*** Opening of Materials provided ***

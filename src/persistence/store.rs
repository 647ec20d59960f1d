//! Typed keyed state store with per-key atomic read-modify-write.
//!
//! Records are wrapped in a small versioned envelope before being handed to
//! the backend:
//!
//! ```json
//! {"schema_version":1,"record":{"message":"timeout","occurred_at":"2024-01-15T10:00:00Z"}}
//! ```
//!
//! Writers for one key are serialized by a per-`(namespace, key)` mutex, so
//! [`StateStore::update`] is atomic with respect to every other store call on
//! the same record. Locks are never held across an `.await`.

use std::collections::HashMap;
use std::io;
use std::sync::{Arc, Mutex};

use serde::de::DeserializeOwned;
use serde::{Deserialize, Serialize};
use thiserror::Error;

use super::backend::{FileBackend, MemoryBackend, Namespace, StateBackend};

/// Current record envelope version. Increment when making breaking changes.
pub const SCHEMA_VERSION: u32 = 1;

/// Errors that can occur during state store operations.
#[derive(Debug, Error)]
pub enum StoreError {
    /// IO error during file operations.
    #[error("IO error: {0}")]
    Io(#[from] io::Error),

    /// JSON serialization/deserialization error.
    #[error("JSON error: {0}")]
    Json(#[from] serde_json::Error),

    /// A persisted record was written by an incompatible version.
    #[error("schema version mismatch in {namespace}/{key}: expected {expected}, got {got}")]
    SchemaMismatch {
        namespace: Namespace,
        key: String,
        expected: u32,
        got: u32,
    },

    /// The key cannot be stored (currently: empty keys).
    #[error("invalid state key: {0:?}")]
    InvalidKey(String),

    /// The key's escaped form does not fit in a file name.
    #[error("state key too long: escapes to {escaped} bytes, limit is {limit}")]
    KeyTooLong { escaped: usize, limit: usize },

    /// A writer panicked while holding a store lock.
    #[error("state store lock poisoned")]
    Poisoned,
}

impl StoreError {
    /// Whether the error is about the key itself rather than the storage.
    pub fn is_invalid_key(&self) -> bool {
        matches!(self, StoreError::InvalidKey(_) | StoreError::KeyTooLong { .. })
    }
}

/// Result type for state store operations.
pub type Result<T> = std::result::Result<T, StoreError>;

/// A record type that lives in exactly one namespace.
pub trait Record: Serialize + DeserializeOwned {
    const NAMESPACE: Namespace;
}

#[derive(Serialize, Deserialize)]
struct Envelope<R> {
    schema_version: u32,
    record: R,
}

#[derive(Deserialize)]
struct VersionProbe {
    schema_version: u32,
}

type LockMap = HashMap<(Namespace, String), Arc<Mutex<()>>>;

/// Shared handle to the keyed state store. Cheap to clone.
#[derive(Clone)]
pub struct StateStore {
    backend: Arc<dyn StateBackend>,
    locks: Arc<Mutex<LockMap>>,
}

impl std::fmt::Debug for StateStore {
    fn fmt(&self, f: &mut std::fmt::Formatter<'_>) -> std::fmt::Result {
        f.debug_struct("StateStore").finish_non_exhaustive()
    }
}

impl StateStore {
    /// Creates a store over an arbitrary backend.
    pub fn new(backend: impl StateBackend + 'static) -> Self {
        StateStore {
            backend: Arc::new(backend),
            locks: Arc::new(Mutex::new(HashMap::new())),
        }
    }

    /// Creates a durable store rooted at `state_dir`.
    pub fn open(state_dir: impl Into<std::path::PathBuf>) -> Self {
        Self::new(FileBackend::new(state_dir))
    }

    /// Creates a non-durable in-memory store.
    pub fn in_memory() -> Self {
        Self::new(MemoryBackend::new())
    }

    /// Runs `f` while holding the lock for `(namespace, key)`.
    ///
    /// The lock entry is dropped from the map once no other caller holds or
    /// waits on it, so the map only ever contains keys in use.
    fn with_key_lock<T>(
        &self,
        namespace: Namespace,
        key: &str,
        f: impl FnOnce() -> Result<T>,
    ) -> Result<T> {
        let lock = {
            let mut locks = self.locks.lock().map_err(|_| StoreError::Poisoned)?;
            Arc::clone(locks.entry((namespace, key.to_string())).or_default())
        };

        let result = match lock.lock() {
            Ok(_guard) => f(),
            Err(_) => Err(StoreError::Poisoned),
        };

        if let Ok(mut locks) = self.locks.lock() {
            // One reference in the map, one here: nobody else is waiting.
            if Arc::strong_count(&lock) == 2 {
                locks.remove(&(namespace, key.to_string()));
            }
        }
        result
    }

    #[cfg(test)]
    fn lock_entries(&self) -> usize {
        self.locks.lock().map_or(0, |locks| locks.len())
    }

    fn read_unlocked<R: Record>(&self, key: &str) -> Result<Option<R>> {
        let Some(bytes) = self.backend.read(R::NAMESPACE, key)? else {
            return Ok(None);
        };

        let probe: VersionProbe = serde_json::from_slice(&bytes)?;
        if probe.schema_version != SCHEMA_VERSION {
            return Err(StoreError::SchemaMismatch {
                namespace: R::NAMESPACE,
                key: key.to_string(),
                expected: SCHEMA_VERSION,
                got: probe.schema_version,
            });
        }

        let envelope: Envelope<R> = serde_json::from_slice(&bytes)?;
        Ok(Some(envelope.record))
    }

    fn write_unlocked<R: Record>(&self, key: &str, record: &R) -> Result<()> {
        let envelope = Envelope {
            schema_version: SCHEMA_VERSION,
            record,
        };
        let bytes = serde_json::to_vec(&envelope)?;
        self.backend.write(R::NAMESPACE, key, &bytes)
    }

    /// Reads the record stored under `key`.
    pub fn get<R: Record>(&self, key: &str) -> Result<Option<R>> {
        self.with_key_lock(R::NAMESPACE, key, || self.read_unlocked(key))
    }

    /// Replaces the record stored under `key`.
    pub fn put<R: Record>(&self, key: &str, record: &R) -> Result<()> {
        self.with_key_lock(R::NAMESPACE, key, || self.write_unlocked(key, record))
    }

    /// Deletes the record stored under `key`, returning whether it existed.
    pub fn delete<R: Record>(&self, key: &str) -> Result<bool> {
        self.with_key_lock(R::NAMESPACE, key, || self.backend.remove(R::NAMESPACE, key))
    }

    /// Atomically reads, transforms and writes back the record under `key`.
    ///
    /// `f` receives the current record (if any) and returns the new one;
    /// returning `None` deletes the record. The new value is returned.
    pub fn update<R, F>(&self, key: &str, f: F) -> Result<Option<R>>
    where
        R: Record + Clone,
        F: FnOnce(Option<R>) -> Option<R>,
    {
        self.with_key_lock(R::NAMESPACE, key, || {
            let current = self.read_unlocked::<R>(key)?;
            let next = f(current);
            match &next {
                Some(record) => self.write_unlocked(key, record)?,
                None => {
                    self.backend.remove(R::NAMESPACE, key)?;
                }
            }
            Ok(next)
        })
    }

    /// Lists every key that has a record of type `R`.
    pub fn keys<R: Record>(&self) -> Result<Vec<String>> {
        self.backend.keys(R::NAMESPACE)
    }
}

*** Close of Materials provided ***

Pull every line containing "next" from the material above.

▶ **Answer section**:
            let next = f(current);
            match &next {
            Ok(next)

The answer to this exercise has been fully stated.